Problem:
Say how many lines in the records contain the string "MarkerStyle", giving the number by itself.

(Task inputs begins)

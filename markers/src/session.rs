use earthworm_types::{MarkerStyle, Suggestion};

use crate::binder::{BindSummary, SuggestionBinder};
use crate::document::DocumentModel;
use crate::marker::QueryOutcome;

/// One open document and its binder.
///
/// Hosts create one session per document; nothing is shared between
/// sessions.
#[derive(Debug)]
pub struct AnnotationSession<D: DocumentModel> {
    document: D,
    binder: SuggestionBinder<D::Element, D::Stamp>,
}

impl<D: DocumentModel> AnnotationSession<D> {
    pub fn new(document: D) -> Self {
        Self {
            document,
            binder: SuggestionBinder::new(),
        }
    }

    #[must_use]
    pub fn with_style(mut self, style: MarkerStyle) -> Self {
        self.binder = self.binder.with_style(style);
        self
    }

    /// Bind a fresh analyzer result against the current document.
    pub fn apply(&mut self, suggestions: impl IntoIterator<Item = Suggestion>) -> BindSummary {
        self.binder.bind(suggestions, &self.document)
    }

    pub fn markers(&mut self) -> QueryOutcome<D::Element> {
        self.binder.query(&self.document)
    }

    /// The user navigated to `suggestion`'s marker.
    pub fn dismiss(&mut self, suggestion: &Suggestion) -> bool {
        self.binder.dismiss(suggestion)
    }

    #[must_use]
    pub fn document(&self) -> &D {
        &self.document
    }

    /// Mutable access for edits. Edits that change the stamp invalidate the
    /// bound suggestions on the next [`markers`](Self::markers) call.
    pub fn document_mut(&mut self) -> &mut D {
        &mut self.document
    }

    #[must_use]
    pub fn binder(&self) -> &SuggestionBinder<D::Element, D::Stamp> {
        &self.binder
    }
}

(Task inputs ends)

Answer space:
2